**REQUIRED ACTION:**
Start to finish, copy the data exactly.

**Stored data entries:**

use anyhow::{Result, anyhow};
use durastream::{
    ProjectRegistry, Scope,
    registry::{DEFAULT_TOKEN_TTL_SECS, derive_reader_key},
};

use crate::Context;

#[derive(Debug, Clone, Copy, PartialEq, Eq, clap::ValueEnum)]
pub enum ScopeArg {
    Read,
    Write,
    Subscribe,
    Admin,
}

impl From<ScopeArg> for Scope {
    fn from(scope: ScopeArg) -> Self {
        match scope {
            ScopeArg::Read => Scope::Read,
            ScopeArg::Write => Scope::Write,
            ScopeArg::Subscribe => Scope::Subscribe,
            ScopeArg::Admin => Scope::Admin,
        }
    }
}

/// Sign a token with a project's configured signing secret.
#[derive(Debug, Clone, PartialEq, clap::Args)]
pub struct TokenCommand {
    /// Project declared in the manifest
    pub project: String,

    /// Scopes to grant (repeatable)
    #[arg(long = "scope", value_enum, default_values_t = [ScopeArg::Read])]
    pub scopes: Vec<ScopeArg>,

    /// Restrict the token to one stream
    #[arg(long)]
    pub stream: Option<String>,

    /// Lifetime in seconds
    #[arg(long, default_value_t = DEFAULT_TOKEN_TTL_SECS)]
    pub ttl: u64,
}

impl TokenCommand {
    pub fn execute(&self, ctx: &Context) -> Result<String> {
        let registry = registry(ctx)?;
        let scopes = self.scopes.iter().copied().map(Scope::from).collect();
        registry
            .issue_token(&self.project, scopes, self.stream.clone(), self.ttl)
            .map_err(|e| anyhow!("{e}"))
    }
}

/// Print the reader key of one stream.
#[derive(Debug, Clone, PartialEq, clap::Args)]
pub struct ReaderKeyCommand {
    /// Project declared in the manifest
    pub project: String,

    /// Stream id
    pub stream: String,
}

impl ReaderKeyCommand {
    pub fn execute(&self, ctx: &Context) -> Result<String> {
        let seed = ctx
            .manifest
            .options
            .projects
            .iter()
            .find(|p| p.id == self.project)
            .ok_or_else(|| anyhow!("Project {} is not declared in the manifest", self.project))?;
        let secret = seed.reader_secret.as_deref().ok_or_else(|| {
            anyhow!(
                "Project {} has no readerSecret; reader keys are only stable with one",
                self.project
            )
        })?;
        Ok(derive_reader_key(secret, &self.stream))
    }
}

fn registry(ctx: &Context) -> Result<ProjectRegistry> {
    let options = &ctx.manifest.options;
    if options.projects.is_empty() {
        return Err(anyhow!(
            "No projects in the manifest; the server runs in open mode and needs no tokens"
        ));
    }
    ProjectRegistry::from_seeds(&options.projects, options.key_rotation_grace_secs)
        .map_err(|e| anyhow!("{e}"))
}

#[cfg(test)]
mod tests {
    use durastream::{ProjectSeed, ServerOptions};

    use super::*;
    use crate::manifest::Manifest;

    fn ctx() -> Context {
        Context {
            manifest: Manifest {
                options: ServerOptions {
                    projects: vec![ProjectSeed {
                        id: "acme".into(),
                        signing_secret: Some("sign".into()),
                        reader_secret: Some("read".into()),
                        cors_origins: vec![],
                    }],
                    ..Default::default()
                },
            },
        }
    }

    #[test]
    fn test_token_verifies_against_same_seed() {
        let ctx = ctx();
        let token = TokenCommand {
            project: "acme".into(),
            scopes: vec![ScopeArg::Write],
            stream: None,
            ttl: 60,
        }
        .execute(&ctx)
        .unwrap();

        let claims = registry(&ctx).unwrap().verify_token(&token).unwrap();
        assert_eq!(claims.sub, "acme");
        assert_eq!(claims.scope, vec![Scope::Write]);
    }

    #[test]
    fn test_reader_key_matches_registry() {
        let ctx = ctx();
        let key = ReaderKeyCommand {
            project: "acme".into(),
            stream: "orders".into(),
        }
        .execute(&ctx)
        .unwrap();
        assert!(registry(&ctx).unwrap().verify_reader_key("acme", "orders", &key));
    }

    #[test]
    fn test_open_mode_has_no_tokens() {
        let ctx = Context {
            manifest: Manifest::default(),
        };
        let err = TokenCommand {
            project: "default".into(),
            scopes: vec![ScopeArg::Read],
            stream: None,
            ttl: 60,
        }
        .execute(&ctx)
        .unwrap_err();
        assert!(err.to_string().contains("open mode"));
    }
}
//! durastream SDK
//!
//! Client-side access to a durable streams server: one-shot calls through
//! [`StreamClient`] and tail followers through [`StreamReader`] or
//! [`follow`].
//!
//! # Quick Start
//!
//! ## Writing and reading
//!
//! ```ignore
//! use durastream_sdk::{ClientConfig, CreateStream, StreamClient};
//!
//! let client = StreamClient::new(
//!     ClientConfig::new("https://streams.example.com").with_token(token),
//! );
//!
//! client.create("orders", CreateStream::content_type("application/json")).await?;
//! let appended = client.append("orders", r#"{"id":1}"#).await?;
//!
//! let batch = client.read("orders", None).await?;
//! assert_eq!(batch.next_offset, appended.next_offset);
//! ```
//!
//! ## Following a stream
//!
//! ```ignore
//! use durastream_sdk::{ClientConfig, FollowMode, StreamClient, StreamReader};
//!
//! let config = ClientConfig::new("https://streams.example.com")
//!     .with_reader_key("acme", reader_key)
//!     .with_follow(FollowMode::Sse);
//!
//! let mut reader = StreamReader::new(StreamClient::new(config), "orders", None);
//! let mut rx = reader.subscribe();
//! reader.connect().await?;
//!
//! while let Ok(batch) = rx.recv().await {
//!     for order in batch.json::<serde_json::Value>()? {
//!         println!("{order}");
//!     }
//! }
//! ```

pub mod client;
pub mod error;
pub mod reader;
pub mod types;

// Re-export main types at crate root
pub use client::StreamClient;
pub use error::{ClientError, Result};
pub use reader::{StreamReader, follow};
pub use types::{
    Appended, Batch, ClientConfig, ConnectionState, CreateStream, Credentials, DeliveryMode,
    FollowMode, Offset, SessionInfo, StreamInfo,
};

**FINISHED TASK:**
use anyhow::{Result, anyhow};
use durastream::{
    ProjectRegistry, Scope,
    registry::{DEFAULT_TOKEN_TTL_SECS, derive_reader_key},
};

use crate::Context;

#[derive(Debug, Clone, Copy, PartialEq, Eq, clap::ValueEnum)]
pub enum ScopeArg {
    Read,
    Write,
    Subscribe,
    Admin,
}

impl From<ScopeArg> for Scope {
    fn from(scope: ScopeArg) -> Self {
        match scope {
            ScopeArg::Read => Scope::Read,
            ScopeArg::Write => Scope::Write,
            ScopeArg::Subscribe => Scope::Subscribe,
            ScopeArg::Admin => Scope::Admin,
        }
    }
}

/// Sign a token with a project's configured signing secret.
#[derive(Debug, Clone, PartialEq, clap::Args)]
pub struct TokenCommand {
    /// Project declared in the manifest
    pub project: String,

    /// Scopes to grant (repeatable)
    #[arg(long = "scope", value_enum, default_values_t = [ScopeArg::Read])]
    pub scopes: Vec<ScopeArg>,

    /// Restrict the token to one stream
    #[arg(long)]
    pub stream: Option<String>,

    /// Lifetime in seconds
    #[arg(long, default_value_t = DEFAULT_TOKEN_TTL_SECS)]
    pub ttl: u64,
}

impl TokenCommand {
    pub fn execute(&self, ctx: &Context) -> Result<String> {
        let registry = registry(ctx)?;
        let scopes = self.scopes.iter().copied().map(Scope::from).collect();
        registry
            .issue_token(&self.project, scopes, self.stream.clone(), self.ttl)
            .map_err(|e| anyhow!("{e}"))
    }
}

/// Print the reader key of one stream.
#[derive(Debug, Clone, PartialEq, clap::Args)]
pub struct ReaderKeyCommand {
    /// Project declared in the manifest
    pub project: String,

    /// Stream id
    pub stream: String,
}

impl ReaderKeyCommand {
    pub fn execute(&self, ctx: &Context) -> Result<String> {
        let seed = ctx
            .manifest
            .options
            .projects
            .iter()
            .find(|p| p.id == self.project)
            .ok_or_else(|| anyhow!("Project {} is not declared in the manifest", self.project))?;
        let secret = seed.reader_secret.as_deref().ok_or_else(|| {
            anyhow!(
                "Project {} has no readerSecret; reader keys are only stable with one",
                self.project
            )
        })?;
        Ok(derive_reader_key(secret, &self.stream))
    }
}

fn registry(ctx: &Context) -> Result<ProjectRegistry> {
    let options = &ctx.manifest.options;
    if options.projects.is_empty() {
        return Err(anyhow!(
            "No projects in the manifest; the server runs in open mode and needs no tokens"
        ));
    }
    ProjectRegistry::from_seeds(&options.projects, options.key_rotation_grace_secs)
        .map_err(|e| anyhow!("{e}"))
}

#[cfg(test)]
mod tests {
    use durastream::{ProjectSeed, ServerOptions};

    use super::*;
    use crate::manifest::Manifest;

    fn ctx() -> Context {
        Context {
            manifest: Manifest {
                options: ServerOptions {
                    projects: vec![ProjectSeed {
                        id: "acme".into(),
                        signing_secret: Some("sign".into()),
                        reader_secret: Some("read".into()),
                        cors_origins: vec![],
                    }],
                    ..Default::default()
                },
            },
        }
    }

    #[test]
    fn test_token_verifies_against_same_seed() {
        let ctx = ctx();
        let token = TokenCommand {
            project: "acme".into(),
            scopes: vec![ScopeArg::Write],
            stream: None,
            ttl: 60,
        }
        .execute(&ctx)
        .unwrap();

        let claims = registry(&ctx).unwrap().verify_token(&token).unwrap();
        assert_eq!(claims.sub, "acme");
        assert_eq!(claims.scope, vec![Scope::Write]);
    }

    #[test]
    fn test_reader_key_matches_registry() {
        let ctx = ctx();
        let key = ReaderKeyCommand {
            project: "acme".into(),
            stream: "orders".into(),
        }
        .execute(&ctx)
        .unwrap();
        assert!(registry(&ctx).unwrap().verify_reader_key("acme", "orders", &key));
    }

    #[test]
    fn test_open_mode_has_no_tokens() {
        let ctx = Context {
            manifest: Manifest::default(),
        };
        let err = TokenCommand {
            project: "default".into(),
            scopes: vec![ScopeArg::Read],
            stream: None,
            ttl: 60,
        }
        .execute(&ctx)
        .unwrap_err();
        assert!(err.to_string().contains("open mode"));
    }
}
//! durastream SDK
//!
//! Client-side access to a durable streams server: one-shot calls through
//! [`StreamClient`] and tail followers through [`StreamReader`] or
//! [`follow`].
//!
//! # Quick Start
//!
//! ## Writing and reading
//!
//! ```ignore
//! use durastream_sdk::{ClientConfig, CreateStream, StreamClient};
//!
//! let client = StreamClient::new(
//!     ClientConfig::new("https://streams.example.com").with_token(token),
//! );
//!
//! client.create("orders", CreateStream::content_type("application/json")).await?;
//! let appended = client.append("orders", r#"{"id":1}"#).await?;
//!
//! let batch = client.read("orders", None).await?;
//! assert_eq!(batch.next_offset, appended.next_offset);
//! ```
//!
//! ## Following a stream
//!
//! ```ignore
//! use durastream_sdk::{ClientConfig, FollowMode, StreamClient, StreamReader};
//!
//! let config = ClientConfig::new("https://streams.example.com")
//!     .with_reader_key("acme", reader_key)
//!     .with_follow(FollowMode::Sse);
//!
//! let mut reader = StreamReader::new(StreamClient::new(config), "orders", None);
//! let mut rx = reader.subscribe();
//! reader.connect().await?;
//!
//! while let Ok(batch) = rx.recv().await {
//!     for order in batch.json::<serde_json::Value>()? {
//!         println!("{order}");
//!     }
//! }
//! ```

pub mod client;
pub mod error;
pub mod reader;
pub mod types;

// Re-export main types at crate root
pub use client::StreamClient;
pub use error::{ClientError, Result};
pub use reader::{StreamReader, follow};
pub use types::{
    Appended, Batch, ClientConfig, ConnectionState, CreateStream, Credentials, DeliveryMode,
    FollowMode, Offset, SessionInfo, StreamInfo,
};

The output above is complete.